▶ [ASSIGNMENT]:
The word "missing" marks the lines to keep; find each one in the data and copy it.
===
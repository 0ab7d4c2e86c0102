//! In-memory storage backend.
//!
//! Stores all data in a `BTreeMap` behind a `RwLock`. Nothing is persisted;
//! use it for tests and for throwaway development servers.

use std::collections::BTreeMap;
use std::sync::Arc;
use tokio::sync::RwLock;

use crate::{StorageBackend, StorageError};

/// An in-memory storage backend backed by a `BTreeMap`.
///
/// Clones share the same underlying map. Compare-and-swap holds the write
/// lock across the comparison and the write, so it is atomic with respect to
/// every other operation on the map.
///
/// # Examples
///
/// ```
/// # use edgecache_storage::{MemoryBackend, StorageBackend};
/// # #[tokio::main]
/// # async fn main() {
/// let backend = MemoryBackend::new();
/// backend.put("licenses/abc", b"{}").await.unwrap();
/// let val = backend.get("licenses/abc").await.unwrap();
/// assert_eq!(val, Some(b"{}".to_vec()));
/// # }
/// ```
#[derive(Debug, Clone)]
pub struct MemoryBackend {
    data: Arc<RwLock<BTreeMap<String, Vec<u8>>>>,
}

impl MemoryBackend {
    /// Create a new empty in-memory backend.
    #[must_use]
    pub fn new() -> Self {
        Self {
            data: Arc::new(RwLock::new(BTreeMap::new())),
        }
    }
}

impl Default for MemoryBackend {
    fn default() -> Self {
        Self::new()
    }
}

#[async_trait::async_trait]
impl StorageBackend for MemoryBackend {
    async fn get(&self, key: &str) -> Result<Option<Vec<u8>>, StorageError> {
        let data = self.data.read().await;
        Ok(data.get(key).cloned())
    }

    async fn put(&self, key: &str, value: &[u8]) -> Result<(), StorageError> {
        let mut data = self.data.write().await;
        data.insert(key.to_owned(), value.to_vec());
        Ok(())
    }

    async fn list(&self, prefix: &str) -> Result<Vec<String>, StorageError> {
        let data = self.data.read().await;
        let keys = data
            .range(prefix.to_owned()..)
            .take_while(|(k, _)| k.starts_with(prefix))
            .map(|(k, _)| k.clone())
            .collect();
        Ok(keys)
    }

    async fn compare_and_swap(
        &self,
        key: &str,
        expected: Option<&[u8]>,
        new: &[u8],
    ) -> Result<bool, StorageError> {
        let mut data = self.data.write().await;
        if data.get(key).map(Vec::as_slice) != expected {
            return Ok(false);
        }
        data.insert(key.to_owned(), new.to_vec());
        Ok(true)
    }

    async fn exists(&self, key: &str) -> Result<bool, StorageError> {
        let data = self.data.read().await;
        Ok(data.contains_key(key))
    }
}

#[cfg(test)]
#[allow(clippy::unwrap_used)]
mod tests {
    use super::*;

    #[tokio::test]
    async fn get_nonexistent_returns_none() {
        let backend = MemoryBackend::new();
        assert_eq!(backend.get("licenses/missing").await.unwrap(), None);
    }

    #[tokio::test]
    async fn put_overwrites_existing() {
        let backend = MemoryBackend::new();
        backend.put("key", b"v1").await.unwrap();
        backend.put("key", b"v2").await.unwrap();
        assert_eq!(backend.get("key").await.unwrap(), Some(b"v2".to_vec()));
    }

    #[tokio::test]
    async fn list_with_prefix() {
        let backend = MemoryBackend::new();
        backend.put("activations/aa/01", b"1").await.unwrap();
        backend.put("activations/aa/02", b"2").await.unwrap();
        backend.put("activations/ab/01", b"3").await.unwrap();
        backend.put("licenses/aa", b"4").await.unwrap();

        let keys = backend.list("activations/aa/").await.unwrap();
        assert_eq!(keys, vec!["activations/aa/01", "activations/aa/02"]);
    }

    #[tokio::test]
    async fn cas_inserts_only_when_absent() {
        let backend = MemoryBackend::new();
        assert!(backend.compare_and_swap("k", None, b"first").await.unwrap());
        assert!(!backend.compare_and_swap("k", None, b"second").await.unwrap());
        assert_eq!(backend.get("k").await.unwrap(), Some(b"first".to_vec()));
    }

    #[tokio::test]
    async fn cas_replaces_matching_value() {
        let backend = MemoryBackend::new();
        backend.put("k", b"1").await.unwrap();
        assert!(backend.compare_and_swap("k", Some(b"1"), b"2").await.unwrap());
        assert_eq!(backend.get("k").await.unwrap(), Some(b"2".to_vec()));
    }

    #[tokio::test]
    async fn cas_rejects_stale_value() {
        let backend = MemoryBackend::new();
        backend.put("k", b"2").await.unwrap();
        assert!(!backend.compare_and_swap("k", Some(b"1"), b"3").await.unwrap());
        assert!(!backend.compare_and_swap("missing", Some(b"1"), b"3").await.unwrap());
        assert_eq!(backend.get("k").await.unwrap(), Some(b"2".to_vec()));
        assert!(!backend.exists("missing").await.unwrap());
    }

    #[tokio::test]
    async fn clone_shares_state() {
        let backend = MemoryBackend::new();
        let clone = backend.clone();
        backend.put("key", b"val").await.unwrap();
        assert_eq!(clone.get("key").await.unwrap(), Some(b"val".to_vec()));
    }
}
===
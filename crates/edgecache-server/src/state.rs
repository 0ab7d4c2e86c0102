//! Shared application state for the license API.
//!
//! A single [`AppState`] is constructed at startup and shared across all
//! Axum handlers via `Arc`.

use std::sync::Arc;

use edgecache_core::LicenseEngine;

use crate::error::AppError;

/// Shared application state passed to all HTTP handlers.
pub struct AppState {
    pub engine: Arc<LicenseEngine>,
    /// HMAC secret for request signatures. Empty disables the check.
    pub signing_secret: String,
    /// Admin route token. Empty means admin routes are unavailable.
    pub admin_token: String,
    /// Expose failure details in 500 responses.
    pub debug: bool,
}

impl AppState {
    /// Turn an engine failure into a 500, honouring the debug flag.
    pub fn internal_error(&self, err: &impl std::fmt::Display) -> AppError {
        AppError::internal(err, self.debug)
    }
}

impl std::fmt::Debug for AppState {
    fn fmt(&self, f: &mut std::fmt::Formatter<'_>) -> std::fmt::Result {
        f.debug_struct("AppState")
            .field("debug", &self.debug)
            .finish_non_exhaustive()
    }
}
===
▶ [OUTPUT]:
        assert_eq!(backend.get("licenses/missing").await.unwrap(), None);
        assert!(!backend.compare_and_swap("missing", Some(b"1"), b"3").await.unwrap());
        assert!(!backend.exists("missing").await.unwrap());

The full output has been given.